Items from a dataset —
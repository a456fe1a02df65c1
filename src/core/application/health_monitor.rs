//! Fetches health telemetry and evaluates it against the known services.

use crate::core::domain::{
    error::ConsoleResult,
    health::{HealthConfig, HealthReport, ServiceHealthTarget, evaluate_services},
    model::{health_check::HealthPayload, service::Service},
};
use async_trait::async_trait;
use std::sync::{Arc, PoisonError, RwLock};
use tracing::{debug, warn};

/// Where health payloads come from.
#[cfg_attr(test, mockall::automock)]
#[async_trait]
pub trait HealthSource: Send + Sync {
    async fn fetch_health(&self) -> ConsoleResult<HealthPayload>;
}

/// Runs evaluation passes and keeps the most recent report.
pub struct HealthMonitor {
    source: Arc<dyn HealthSource>,
    config: HealthConfig,
    last: RwLock<Option<Arc<HealthReport>>>,
}

impl HealthMonitor {
    pub fn new(source: Arc<dyn HealthSource>, config: HealthConfig) -> Self {
        Self {
            source,
            config,
            last: RwLock::new(None),
        }
    }

    pub fn config(&self) -> &HealthConfig {
        &self.config
    }

    /// Fetches the payload once and evaluates every service against it.
    ///
    /// A failed fetch returns the error and keeps the previous report.
    pub async fn evaluate(&self, services: &[Arc<Service>]) -> ConsoleResult<Arc<HealthReport>> {
        let payload = match self.source.fetch_health().await {
            Ok(payload) => payload,
            Err(e) => {
                warn!(error = %e, "Health fetch failed");
                return Err(e);
            }
        };

        let targets = services
            .iter()
            .map(|service| ServiceHealthTarget::from(service.as_ref()));
        let report = Arc::new(evaluate_services(targets, &payload, &self.config));
        debug!(
            services = services.len(),
            statuses = report.len(),
            timestamp = report.timestamp(),
            "Health evaluated"
        );

        *self.last.write().unwrap_or_else(PoisonError::into_inner) = Some(Arc::clone(&report));
        Ok(report)
    }

    /// The report of the last successful pass.
    pub fn latest(&self) -> Option<Arc<HealthReport>> {
        self.last
            .read()
            .unwrap_or_else(PoisonError::into_inner)
            .clone()
    }
}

WORK ITEM — Every line containing the string "last" is required; copy each such line from the data.

EXERCISE OUTPUT —
    last: RwLock<Option<Arc<HealthReport>>>,
            last: RwLock::new(None),
        *self.last.write().unwrap_or_else(PoisonError::into_inner) = Some(Arc::clone(&report));
    /// The report of the last successful pass.
        self.last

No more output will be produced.